Material to process:

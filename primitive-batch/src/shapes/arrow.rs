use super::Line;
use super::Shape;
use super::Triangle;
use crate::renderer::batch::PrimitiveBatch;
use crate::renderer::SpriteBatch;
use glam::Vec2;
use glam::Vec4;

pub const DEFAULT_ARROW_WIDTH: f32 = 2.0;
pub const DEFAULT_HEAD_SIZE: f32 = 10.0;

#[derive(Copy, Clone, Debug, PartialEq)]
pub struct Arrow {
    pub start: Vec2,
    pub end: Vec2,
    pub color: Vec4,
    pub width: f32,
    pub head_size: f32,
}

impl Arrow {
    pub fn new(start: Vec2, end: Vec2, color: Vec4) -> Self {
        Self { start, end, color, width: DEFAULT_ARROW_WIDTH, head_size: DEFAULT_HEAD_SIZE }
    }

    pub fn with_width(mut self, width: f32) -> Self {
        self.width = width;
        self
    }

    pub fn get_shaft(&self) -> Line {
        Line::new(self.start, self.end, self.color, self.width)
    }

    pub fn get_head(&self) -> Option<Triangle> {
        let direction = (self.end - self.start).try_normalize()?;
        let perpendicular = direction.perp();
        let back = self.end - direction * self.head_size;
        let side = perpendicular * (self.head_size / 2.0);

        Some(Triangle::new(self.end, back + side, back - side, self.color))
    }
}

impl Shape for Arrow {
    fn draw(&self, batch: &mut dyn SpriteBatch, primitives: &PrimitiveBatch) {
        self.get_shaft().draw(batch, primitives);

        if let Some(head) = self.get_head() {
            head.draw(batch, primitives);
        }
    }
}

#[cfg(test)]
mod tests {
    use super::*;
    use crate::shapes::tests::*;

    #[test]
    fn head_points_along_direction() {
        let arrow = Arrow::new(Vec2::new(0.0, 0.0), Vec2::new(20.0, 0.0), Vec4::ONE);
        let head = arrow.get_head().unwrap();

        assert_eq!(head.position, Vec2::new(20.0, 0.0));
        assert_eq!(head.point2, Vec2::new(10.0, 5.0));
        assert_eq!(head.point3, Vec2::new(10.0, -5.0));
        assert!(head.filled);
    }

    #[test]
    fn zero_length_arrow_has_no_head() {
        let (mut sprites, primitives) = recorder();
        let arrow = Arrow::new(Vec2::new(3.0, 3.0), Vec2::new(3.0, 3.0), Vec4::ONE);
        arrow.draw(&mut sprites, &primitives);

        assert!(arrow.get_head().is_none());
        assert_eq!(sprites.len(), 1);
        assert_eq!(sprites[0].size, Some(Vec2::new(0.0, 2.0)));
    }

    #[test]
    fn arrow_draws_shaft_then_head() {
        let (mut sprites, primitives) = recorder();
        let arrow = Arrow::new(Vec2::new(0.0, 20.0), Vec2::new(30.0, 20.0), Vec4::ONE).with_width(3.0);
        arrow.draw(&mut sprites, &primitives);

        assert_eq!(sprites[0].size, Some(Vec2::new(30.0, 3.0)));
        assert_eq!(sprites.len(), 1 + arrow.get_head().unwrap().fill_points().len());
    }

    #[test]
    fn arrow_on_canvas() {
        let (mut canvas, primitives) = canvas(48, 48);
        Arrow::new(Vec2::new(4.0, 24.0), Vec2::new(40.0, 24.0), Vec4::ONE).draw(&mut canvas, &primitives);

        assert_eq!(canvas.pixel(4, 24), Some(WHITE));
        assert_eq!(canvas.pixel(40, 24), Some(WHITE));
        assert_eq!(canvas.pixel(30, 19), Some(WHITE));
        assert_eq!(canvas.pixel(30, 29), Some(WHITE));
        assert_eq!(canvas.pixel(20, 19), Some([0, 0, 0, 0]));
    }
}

Exercise brief:
Once more and in full, please write out the listing above exactly.

Output for this task:
filename primitive-batch/src/shapes/arrow.rs
use super::Line;
use super::Shape;
use super::Triangle;
use crate::renderer::batch::PrimitiveBatch;
use crate::renderer::SpriteBatch;
use glam::Vec2;
use glam::Vec4;

pub const DEFAULT_ARROW_WIDTH: f32 = 2.0;
pub const DEFAULT_HEAD_SIZE: f32 = 10.0;

#[derive(Copy, Clone, Debug, PartialEq)]
pub struct Arrow {
    pub start: Vec2,
    pub end: Vec2,
    pub color: Vec4,
    pub width: f32,
    pub head_size: f32,
}

impl Arrow {
    pub fn new(start: Vec2, end: Vec2, color: Vec4) -> Self {
        Self { start, end, color, width: DEFAULT_ARROW_WIDTH, head_size: DEFAULT_HEAD_SIZE }
    }

    pub fn with_width(mut self, width: f32) -> Self {
        self.width = width;
        self
    }

    pub fn get_shaft(&self) -> Line {
        Line::new(self.start, self.end, self.color, self.width)
    }

    pub fn get_head(&self) -> Option<Triangle> {
        let direction = (self.end - self.start).try_normalize()?;
        let perpendicular = direction.perp();
        let back = self.end - direction * self.head_size;
        let side = perpendicular * (self.head_size / 2.0);

        Some(Triangle::new(self.end, back + side, back - side, self.color))
    }
}

impl Shape for Arrow {
    fn draw(&self, batch: &mut dyn SpriteBatch, primitives: &PrimitiveBatch) {
        self.get_shaft().draw(batch, primitives);

        if let Some(head) = self.get_head() {
            head.draw(batch, primitives);
        }
    }
}

#[cfg(test)]
mod tests {
    use super::*;
    use crate::shapes::tests::*;

    #[test]
    fn head_points_along_direction() {
        let arrow = Arrow::new(Vec2::new(0.0, 0.0), Vec2::new(20.0, 0.0), Vec4::ONE);
        let head = arrow.get_head().unwrap();

        assert_eq!(head.position, Vec2::new(20.0, 0.0));
        assert_eq!(head.point2, Vec2::new(10.0, 5.0));
        assert_eq!(head.point3, Vec2::new(10.0, -5.0));
        assert!(head.filled);
    }

    #[test]
    fn zero_length_arrow_has_no_head() {
        let (mut sprites, primitives) = recorder();
        let arrow = Arrow::new(Vec2::new(3.0, 3.0), Vec2::new(3.0, 3.0), Vec4::ONE);
        arrow.draw(&mut sprites, &primitives);

        assert!(arrow.get_head().is_none());
        assert_eq!(sprites.len(), 1);
        assert_eq!(sprites[0].size, Some(Vec2::new(0.0, 2.0)));
    }

    #[test]
    fn arrow_draws_shaft_then_head() {
        let (mut sprites, primitives) = recorder();
        let arrow = Arrow::new(Vec2::new(0.0, 20.0), Vec2::new(30.0, 20.0), Vec4::ONE).with_width(3.0);
        arrow.draw(&mut sprites, &primitives);

        assert_eq!(sprites[0].size, Some(Vec2::new(30.0, 3.0)));
        assert_eq!(sprites.len(), 1 + arrow.get_head().unwrap().fill_points().len());
    }

    #[test]
    fn arrow_on_canvas() {
        let (mut canvas, primitives) = canvas(48, 48);
        Arrow::new(Vec2::new(4.0, 24.0), Vec2::new(40.0, 24.0), Vec4::ONE).draw(&mut canvas, &primitives);

        assert_eq!(canvas.pixel(4, 24), Some(WHITE));
        assert_eq!(canvas.pixel(40, 24), Some(WHITE));
        assert_eq!(canvas.pixel(30, 19), Some(WHITE));
        assert_eq!(canvas.pixel(30, 29), Some(WHITE));
        assert_eq!(canvas.pixel(20, 19), Some([0, 0, 0, 0]));
    }
}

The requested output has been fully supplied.